Act I: A star-studded lineup featuring an elite scorer (Kobe Bryant), elite post-up players (Dwight Howard, Pau Gasol) elite passer (Steve Nash) and elite defender (Metta World Peace) begins the season with its worst start in 19 years.
Act II: The Lakers fire coach Mike Brown on Friday only five games into the season.
Act III: Lakers general manager Mitch Kupchak and executive vice president of player personnel Jim Buss meet with Hall-of-Fame coach Phil Jackson at his Playa del Rey home for 90 minutes Saturday about possibly making his third stint with the Lakers. All accounts say they agree to meet again in a couple days. They also suggest Jackson can take the job if he wants it.
Act IV: The Lakers hire D'Antoni shortly after the team's win Sunday night against Sacramento. The news stuns their fans, players, Jackson and even D'Antoni. As one source close to D'Antoni said, "he was clearly convinced this was Phil's job to lose."
In a move more swift than his famed offense that preaches players to shoot in seven seconds or less, D'Antoni signed a three-year, $12 million deal to coach the Lakers. The team holds an option for the fourth year.
According to sources familiar with the negotiations, D'Antoni's phone interview with the Lakers on Saturday soon morphed into another discussion prior to the team's 103-90 victory Sunday over the Sacramento Kings. After that, D'Antoni faxed the signed contract to the Lakers between 11:30-11:45 p.m. Lakers spokesman John Black added that owner Jerry Buss, Jim Buss and Kupchak "were unanimous that Mike was the best coach for the team at this time."
Jackson said he heard Kupchak utter similar words when he called him at midnight to deliver the news. Sources close to Jackson indicated his agent, Todd Musberger, planned to take a red-eye flight Monday morning to Los Angeles to continue negotiating.
"We concluded with a handshake and an understanding that I would have until Monday to come back to them with my decision," Jackson said in a statement. "I did convey to them that I did have the confidence that I could do the job."
Plenty of others felt the same way.
The sellout crowds at Staples Center loudly yelled, "We want Phil," during the Lakers' regular-season games Friday and Sunday against the Golden State Warriors and Sacramento Kings. The Lakers' Bryant, Nash and Gasol publicly endorsed Jackson, who won five of his 11 NBA titles in two separate stints with the team (1999-2004, 2006-11).
It seemed like a foregone conclusion. But then it wasn't.
The Lakers turned down Jackson, his famed triangle offense, his Zen-like teachings and, more importantly, his vast championship experience. Some close to Jackson shot down reports suggesting he made over-the-top demands, including excessive pay, ownership of the team and reduced travel.
Accounts suggest Jackson's health improved, including having recent knee and hip operations.

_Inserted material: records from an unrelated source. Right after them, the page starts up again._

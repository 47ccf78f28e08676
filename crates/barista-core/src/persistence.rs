//! # Persistence Seam
//!
//! The core never touches the file system. Anything that must outlive the
//! process goes through the `Persistence` trait, implemented in
//! `barista-store`.
//!
//! ```text
//! ┌────────────────────┐      typed load/save       ┌────────────────────┐
//! │   barista-core     │ ─────────────────────────► │  Persistence impl  │
//! │                    │   (JSON encoding here)     │  (raw documents)   │
//! │  Catalog::set_price│                            │  JsonFileStore     │
//! │  terminal commands │ ◄───────────────────────── │  MemoryStore       │
//! └────────────────────┘      Option<document>      └────────────────────┘
//! ```
//!
//! Implementors only move document bodies. Encoding and decoding live in the
//! provided methods so every store reads and writes the same format.

use std::error::Error as StdError;
use std::fmt;

use serde::de::DeserializeOwned;
use serde::Serialize;
use thiserror::Error;

use crate::catalog::Catalog;
use crate::ledger::{InventoryLedger, ShiftSnapshot};
use crate::types::Receipt;

// =============================================================================
// Documents
// =============================================================================

/// The persisted documents. Presence of `ShiftStart` means a shift is open.
#[derive(Debug, Clone, Copy, PartialEq, Eq, Hash, PartialOrd, Ord)]
pub enum DocumentKind {
    Inventory,
    Catalog,
    Receipts,
    ShiftStart,
}

impl DocumentKind {
    pub const ALL: [DocumentKind; 4] = [
        DocumentKind::Inventory,
        DocumentKind::Catalog,
        DocumentKind::Receipts,
        DocumentKind::ShiftStart,
    ];

    /// File name used by on-disk stores.
    pub const fn file_name(&self) -> &'static str {
        match self {
            DocumentKind::Inventory => "inventory.json",
            DocumentKind::Catalog => "products.json",
            DocumentKind::Receipts => "receipts.json",
            DocumentKind::ShiftStart => "shift_start.json",
        }
    }
}

impl fmt::Display for DocumentKind {
    fn fmt(&self, f: &mut fmt::Formatter<'_>) -> fmt::Result {
        let name = match self {
            DocumentKind::Inventory => "inventory",
            DocumentKind::Catalog => "catalog",
            DocumentKind::Receipts => "receipts",
            DocumentKind::ShiftStart => "shift start",
        };
        f.write_str(name)
    }
}

// =============================================================================
// Error
// =============================================================================

/// A persistence collaborator failed to load or save a document.
#[derive(Debug, Error)]
#[error("{document} persistence failed: {source}")]
pub struct PersistenceError {
    pub document: DocumentKind,
    #[source]
    pub source: Box<dyn StdError + Send + Sync>,
}

impl PersistenceError {
    pub fn new(document: DocumentKind, source: impl Into<Box<dyn StdError + Send + Sync>>) -> Self {
        PersistenceError {
            document,
            source: source.into(),
        }
    }
}

pub type PersistResult<T> = Result<T, PersistenceError>;

// =============================================================================
// Trait
// =============================================================================

/// Injected storage capability.
///
/// Saves are synchronous; a returned `Ok` means the document is durable as
/// far as the implementation can tell.
pub trait Persistence: Send + Sync {
    /// Reads a document body, `None` when it has never been written.
    fn load_document(&self, kind: DocumentKind) -> PersistResult<Option<String>>;

    /// Replaces a document body.
    fn save_document(&self, kind: DocumentKind, body: &str) -> PersistResult<()>;

    /// Deletes a document. Removing a missing document is not an error.
    fn remove_document(&self, kind: DocumentKind) -> PersistResult<()>;

    fn load_ledger(&self) -> PersistResult<Option<InventoryLedger>> {
        load_json(self, DocumentKind::Inventory)
    }

    fn save_ledger(&self, ledger: &InventoryLedger) -> PersistResult<()> {
        save_json(self, DocumentKind::Inventory, ledger)
    }

    fn load_catalog(&self) -> PersistResult<Option<Catalog>> {
        load_json(self, DocumentKind::Catalog)
    }

    fn save_catalog(&self, catalog: &Catalog) -> PersistResult<()> {
        save_json(self, DocumentKind::Catalog, catalog)
    }

    fn load_receipts(&self) -> PersistResult<Option<Vec<Receipt>>> {
        load_json(self, DocumentKind::Receipts)
    }

    fn save_receipts(&self, receipts: &[Receipt]) -> PersistResult<()> {
        save_json(self, DocumentKind::Receipts, receipts)
    }

    fn load_baseline(&self) -> PersistResult<Option<ShiftSnapshot>> {
        load_json(self, DocumentKind::ShiftStart)
    }

    /// Writes the shift-start baseline, or removes it when the shift closes.
    fn save_baseline(&self, baseline: Option<&ShiftSnapshot>) -> PersistResult<()> {
        match baseline {
            Some(snapshot) => save_json(self, DocumentKind::ShiftStart, snapshot),
            None => self.remove_document(DocumentKind::ShiftStart),
        }
    }
}

fn load_json<P, T>(store: &P, kind: DocumentKind) -> PersistResult<Option<T>>
where
    P: Persistence + ?Sized,
    T: DeserializeOwned,
{
    match store.load_document(kind)? {
        Some(body) => serde_json::from_str(&body)
            .map(Some)
            .map_err(|e| PersistenceError::new(kind, e)),
        None => Ok(None),
    }
}

fn save_json<P, T>(store: &P, kind: DocumentKind, value: &T) -> PersistResult<()>
where
    P: Persistence + ?Sized,
    T: Serialize + ?Sized,
{
    let body = serde_json::to_string_pretty(value).map_err(|e| PersistenceError::new(kind, e))?;
    store.save_document(kind, &body)
}

#[cfg(test)]
mod tests {
    use super::*;
    use crate::testing::TestStore;

    #[test]
    fn test_file_names() {
        assert_eq!(DocumentKind::Inventory.file_name(), "inventory.json");
        assert_eq!(DocumentKind::Catalog.file_name(), "products.json");
        assert_eq!(DocumentKind::Receipts.file_name(), "receipts.json");
        assert_eq!(DocumentKind::ShiftStart.file_name(), "shift_start.json");
    }

    #[test]
    fn test_typed_round_trip() {
        let store = TestStore::default();
        assert!(store.load_ledger().unwrap().is_none());

        let ledger = InventoryLedger::defaults();
        store.save_ledger(&ledger).unwrap();
        assert_eq!(store.load_ledger().unwrap(), Some(ledger.clone()));

        store.save_baseline(Some(&ledger.snapshot())).unwrap();
        assert!(store.load_baseline().unwrap().is_some());
        store.save_baseline(None).unwrap();
        assert!(store.load_baseline().unwrap().is_none());
    }

    #[test]
    fn test_corrupt_document_names_the_document() {
        let store = TestStore::default();
        store
            .save_document(DocumentKind::Inventory, "{not json")
            .unwrap();

        let err = store.load_ledger().unwrap_err();
        assert_eq!(err.document, DocumentKind::Inventory);
        assert!(err.to_string().starts_with("inventory persistence failed"));
    }
}
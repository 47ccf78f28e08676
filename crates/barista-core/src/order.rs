//! # Order Session
//!
//! The cart being built at the till and its checkout.
//!
//! ## Order Lifecycle
//! ```text
//! ┌─────────────────────────────────────────────────────────────────────────┐
//! │                                                                         │
//! │   ┌───────┐  add_line   ┌──────────┐  checkout (stock ok)  ┌───────────┐ │
//! │   │ Empty │ ──────────► │ Building │ ────────────────────► │ Committed │ │
//! │   └───────┘             └──────────┘                       └─────┬─────┘ │
//! │       ▲                   │  │   ▲                               │       │
//! │       │                   │  │   └─ InsufficientStock            │       │
//! │       │                   │  │      (cart kept)                  │       │
//! │       │       cancel      │  ▼                                   │       │
//! │       │    ┌─────────┐ ◄──┘  remove_line (last line) ─► Empty    │       │
//! │       └────│ Aborted │                                           │       │
//! │            └─────────┘                                           │       │
//! │       ▲                                                          │       │
//! │       └──────────────────── receipt returned, cart cleared ◄─────┘       │
//! └─────────────────────────────────────────────────────────────────────────┘
//! ```
//!
//! Committed and Aborted are momentary: the session is immediately Empty
//! again and ready for the next customer.

use chrono::{DateTime, Utc};
use serde::Serialize;
use tracing::{debug, info};

use crate::catalog::Catalog;
use crate::error::{CoreError, CoreResult};
use crate::ledger::InventoryLedger;
use crate::money::Money;
use crate::recipe::RecipeBook;
use crate::types::{CartLine, Receipt};
use crate::validation::{validate_cart_size, validate_name, validate_price};

/// Observable state of a session between operations.
#[derive(Debug, Clone, Copy, PartialEq, Eq, Serialize)]
#[serde(rename_all = "snake_case")]
pub enum OrderState {
    Empty,
    Building,
}

#[derive(Debug, Clone, Default)]
pub struct OrderSession {
    lines: Vec<CartLine>,
    last_receipt_id: u64,
}

impl OrderSession {
    pub fn new() -> Self {
        Self::default()
    }

    /// Continues the receipt id sequence after `last_id`, so ids stay
    /// unique across restarts.
    pub fn with_last_receipt_id(last_id: u64) -> Self {
        OrderSession {
            lines: Vec::new(),
            last_receipt_id: last_id,
        }
    }

    pub fn state(&self) -> OrderState {
        if self.lines.is_empty() {
            OrderState::Empty
        } else {
            OrderState::Building
        }
    }

    pub fn lines(&self) -> &[CartLine] {
        &self.lines
    }

    pub fn len(&self) -> usize {
        self.lines.len()
    }

    pub fn is_empty(&self) -> bool {
        self.lines.is_empty()
    }

    /// Sum of line prices, recomputed on every call.
    pub fn total(&self) -> Money {
        self.lines.iter().map(|l| l.unit_price).sum()
    }

    /// Appends one unit of a product size at a fixed price.
    pub fn add_line(&mut self, product: &str, size: &str, unit_price: Money) -> CoreResult<&CartLine> {
        validate_name("product", product)?;
        validate_name("size", size)?;
        validate_price(unit_price)?;
        validate_cart_size(self.lines.len())?;

        self.lines.push(CartLine::new(product, size, unit_price));
        debug!(product, size, price = %unit_price, lines = self.lines.len(), "Line added");

        let index = self.lines.len() - 1;
        Ok(&self.lines[index])
    }

    /// Appends a line priced from the catalog as it is right now.
    pub fn add_from_catalog(
        &mut self,
        catalog: &Catalog,
        category: &str,
        product: &str,
        size: &str,
    ) -> CoreResult<&CartLine> {
        let price = catalog.price(category, product, size)?;
        self.add_line(product, size, price)
    }

    /// Removes the line at `index` (0-based, cart order).
    pub fn remove_line(&mut self, index: usize) -> CoreResult<CartLine> {
        if self.lines.is_empty() {
            return Err(CoreError::EmptyCart);
        }
        if index >= self.lines.len() {
            return Err(CoreError::not_found("Cart line", (index + 1).to_string()));
        }
        let removed = self.lines.remove(index);
        debug!(key = %removed.key(), lines = self.lines.len(), "Line removed");
        Ok(removed)
    }

    /// Removes the first line whose product key matches.
    pub fn remove_by_key(&mut self, key: &str) -> CoreResult<CartLine> {
        if self.lines.is_empty() {
            return Err(CoreError::EmptyCart);
        }
        let index = self
            .lines
            .iter()
            .position(|l| l.key() == key)
            .ok_or_else(|| CoreError::not_found("Cart line", key))?;
        self.remove_line(index)
    }

    /// Drops every line and returns them.
    pub fn cancel(&mut self) -> Vec<CartLine> {
        let dropped = std::mem::take(&mut self.lines);
        info!(lines = dropped.len(), "Order cancelled");
        dropped
    }

    /// Checks out at the current time.
    pub fn checkout(&mut self, ledger: &mut InventoryLedger, recipes: &RecipeBook) -> CoreResult<Receipt> {
        self.checkout_at(ledger, recipes, Utc::now())
    }

    /// Deducts stock for every line and turns the cart into a receipt.
    ///
    /// ## Errors
    /// - `EmptyCart` when there is nothing to sell
    /// - `InsufficientStock` when any ingredient is short; the cart and the
    ///   ledger are left exactly as they were
    pub fn checkout_at(
        &mut self,
        ledger: &mut InventoryLedger,
        recipes: &RecipeBook,
        now: DateTime<Utc>,
    ) -> CoreResult<Receipt> {
        if self.lines.is_empty() {
            return Err(CoreError::EmptyCart);
        }

        let summary = ledger.fulfill(&self.lines, recipes)?;

        let id = self.next_receipt_id(now);
        let receipt = Receipt::new(id, now, std::mem::take(&mut self.lines));
        info!(
            receipt_id = id,
            total = %receipt.total(),
            lines = receipt.lines().len(),
            untracked = summary.untracked.len(),
            "Checkout completed"
        );
        Ok(receipt)
    }

    /// Unix-second ids, bumped past the previous id when two checkouts land
    /// in the same second or the clock steps backwards.
    fn next_receipt_id(&mut self, now: DateTime<Utc>) -> u64 {
        let from_clock = u64::try_from(now.timestamp()).unwrap_or(0);
        let id = from_clock.max(self.last_receipt_id.saturating_add(1));
        self.last_receipt_id = id;
        id
    }
}

// =============================================================================
// Unit Tests
// =============================================================================

#[cfg(test)]
mod tests {
    use super::*;
    use crate::recipe::Recipe;
    use crate::testing::TestStore;
    use crate::MAX_CART_LINES;
    use chrono::TimeZone;

    fn americano_book() -> RecipeBook {
        let recipe: Recipe = [("Beans".to_string(), 18.0), ("Water".to_string(), 200.0)]
            .into_iter()
            .collect();
        RecipeBook::new([("Americano 12oz", recipe)]).unwrap()
    }

    fn sample_ledger() -> InventoryLedger {
        InventoryLedger::from_quantities([("Beans", 5000.0), ("Water", 5000.0)]).unwrap()
    }

    fn at(secs: i64) -> DateTime<Utc> {
        Utc.timestamp_opt(secs, 0).unwrap()
    }

    #[test]
    fn test_add_and_total() {
        let catalog = Catalog::defaults();
        let mut order = OrderSession::new();
        assert_eq!(order.state(), OrderState::Empty);

        order
            .add_from_catalog(&catalog, "HOT COFFEE", "Americano", "12oz")
            .unwrap();
        order
            .add_from_catalog(&catalog, "HOT COFFEE", "Americano", "12oz")
            .unwrap();
        order
            .add_from_catalog(&catalog, "ICED COFFEE", "Iced Latte", "22oz")
            .unwrap();

        assert_eq!(order.state(), OrderState::Building);
        assert_eq!(order.len(), 3);
        assert_eq!(order.total(), Money::from_major(220));
    }

    #[test]
    fn test_line_price_is_frozen() {
        let mut catalog = Catalog::defaults();
        let store = TestStore::default();
        let mut order = OrderSession::new();
        order
            .add_from_catalog(&catalog, "HOT COFFEE", "Americano", "12oz")
            .unwrap();

        catalog
            .set_price("HOT COFFEE", "Americano", "12oz", Money::from_major(999), &store)
            .unwrap();

        assert_eq!(order.total(), Money::from_major(60));
    }

    #[test]
    fn test_add_rejects_negative_price() {
        let mut order = OrderSession::new();
        let err = order
            .add_line("Americano", "12oz", Money::from_cents(-1))
            .unwrap_err();
        assert!(matches!(err, CoreError::InvalidPrice { .. }));
        assert!(order.is_empty());
    }

    #[test]
    fn test_cart_line_limit() {
        let mut order = OrderSession::new();
        for _ in 0..MAX_CART_LINES {
            order.add_line("Americano", "12oz", Money::from_major(60)).unwrap();
        }
        let err = order
            .add_line("Americano", "12oz", Money::from_major(60))
            .unwrap_err();
        assert!(matches!(err, CoreError::CartTooLarge { .. }));
    }

    #[test]
    fn test_remove_line() {
        let mut order = OrderSession::new();
        assert!(matches!(order.remove_line(0), Err(CoreError::EmptyCart)));

        order.add_line("Americano", "12oz", Money::from_major(60)).unwrap();
        order.add_line("Cafe Latte", "16oz", Money::from_major(90)).unwrap();
        order.add_line("Americano", "12oz", Money::from_major(60)).unwrap();

        assert!(matches!(order.remove_line(5), Err(CoreError::NotFound { .. })));

        let removed = order.remove_by_key("Americano 12oz").unwrap();
        assert_eq!(removed.key(), "Americano 12oz");
        let keys: Vec<String> = order.lines().iter().map(CartLine::key).collect();
        assert_eq!(keys, vec!["Cafe Latte 16oz", "Americano 12oz"]);

        assert!(matches!(
            order.remove_by_key("Mocha 12oz"),
            Err(CoreError::NotFound { .. })
        ));

        order.remove_line(0).unwrap();
        order.remove_line(0).unwrap();
        assert_eq!(order.state(), OrderState::Empty);
    }

    #[test]
    fn test_cancel() {
        let mut order = OrderSession::new();
        order.add_line("Americano", "12oz", Money::from_major(60)).unwrap();
        let dropped = order.cancel();
        assert_eq!(dropped.len(), 1);
        assert_eq!(order.state(), OrderState::Empty);
    }

    #[test]
    fn test_checkout_empty_cart() {
        let mut order = OrderSession::new();
        let mut ledger = sample_ledger();
        assert!(matches!(
            order.checkout(&mut ledger, &americano_book()),
            Err(CoreError::EmptyCart)
        ));
    }

    /// One Americano 12oz against Beans 5000 / Water 5000.
    #[test]
    fn test_checkout_single_americano() {
        let catalog = Catalog::defaults();
        let mut ledger = sample_ledger();
        let mut order = OrderSession::new();
        order
            .add_from_catalog(&catalog, "HOT COFFEE", "Americano", "12oz")
            .unwrap();

        let receipt = order
            .checkout_at(&mut ledger, &americano_book(), at(1_714_555_800))
            .unwrap();

        assert_eq!(ledger.get("Beans"), Some(4982.0));
        assert_eq!(ledger.get("Water"), Some(4800.0));
        assert_eq!(receipt.total(), catalog.price("HOT COFFEE", "Americano", "12oz").unwrap());
        assert_eq!(receipt.lines().len(), 1);
        assert_eq!(receipt.id(), 1_714_555_800);
        assert_eq!(order.state(), OrderState::Empty);
    }

    #[test]
    fn test_checkout_insufficient_stock_keeps_everything() {
        let mut ledger = sample_ledger();
        let mut order = OrderSession::new();
        for _ in 0..MAX_CART_LINES {
            order.add_line("Americano", "12oz", Money::from_major(60)).unwrap();
        }
        // 100 lines need 1800 g of beans and 20000 ml of water
        ledger.set_stock("Beans", 1500.0).unwrap();
        ledger.set_stock("Water", 1.0e6).unwrap();
        let before = ledger.clone();

        let err = order.checkout(&mut ledger, &americano_book()).unwrap_err();

        let names = err.insufficient_ingredients().unwrap();
        assert_eq!(names.into_iter().collect::<Vec<_>>(), vec!["Beans"]);
        assert_eq!(ledger, before);
        assert_eq!(order.len(), MAX_CART_LINES);
    }

    #[test]
    fn test_full_cart_at_highest_price_totals_exactly() {
        let top = Money::from_cents(crate::MAX_PRICE_CENTS);
        let mut order = OrderSession::new();
        for _ in 0..MAX_CART_LINES {
            order.add_line("Americano", "12oz", top).unwrap();
        }

        assert_eq!(
            order.total().cents(),
            crate::MAX_PRICE_CENTS * MAX_CART_LINES as i64
        );

        let mut order = OrderSession::new();
        let err = order
            .add_line("Americano", "12oz", Money::from_cents(i64::MAX))
            .unwrap_err();
        assert!(matches!(err, CoreError::InvalidPrice { .. }));
        assert!(order.is_empty());
    }

    /// 300 Americanos need 5400 g of beans; only 5000 g are on hand.
    #[test]
    fn test_checkout_three_hundred_americanos() {
        let mut ledger = sample_ledger();
        let lines: Vec<CartLine> = (0..300)
            .map(|_| CartLine::new("Americano", "12oz", Money::from_major(60)))
            .collect();

        let err = ledger.fulfill(&lines, &americano_book()).unwrap_err();

        let names = err.insufficient_ingredients().unwrap();
        assert!(names.contains("Beans"));
        assert_eq!(ledger, sample_ledger());
    }

    #[test]
    fn test_receipt_ids_are_unique_and_increasing() {
        let mut ledger = InventoryLedger::from_quantities([("Beans", 1.0e6), ("Water", 1.0e7)]).unwrap();
        let book = americano_book();
        let mut order = OrderSession::with_last_receipt_id(1_714_555_900);

        let mut ids = Vec::new();
        for secs in [1_714_555_800, 1_714_555_800, 1_714_556_000, 1_714_556_000] {
            order.add_line("Americano", "12oz", Money::from_major(60)).unwrap();
            ids.push(order.checkout_at(&mut ledger, &book, at(secs)).unwrap().id());
        }

        assert_eq!(ids, vec![1_714_555_901, 1_714_555_902, 1_714_556_000, 1_714_556_001]);
    }
}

"It's just strange and peculiar that you would leak and build a crowd up about wanting him and having players coming forth and endorsing him and then go the other way," one source close to Jackson said. "You got the people working for you saying one thing and then doing another."
Still, the Lakers maintained D'Antoni's hiring simply reflected basketball manners.
The Lakers' poor start partly reflected their struggles with the Princeton-based offense that centers on spacing, ball movement and cutting. Although Bryant and Gasol have vast experience with the triangle system, worries persisted over their teammates' learning curve and to what degree the offense would center on Nash running pick-and-roll sets.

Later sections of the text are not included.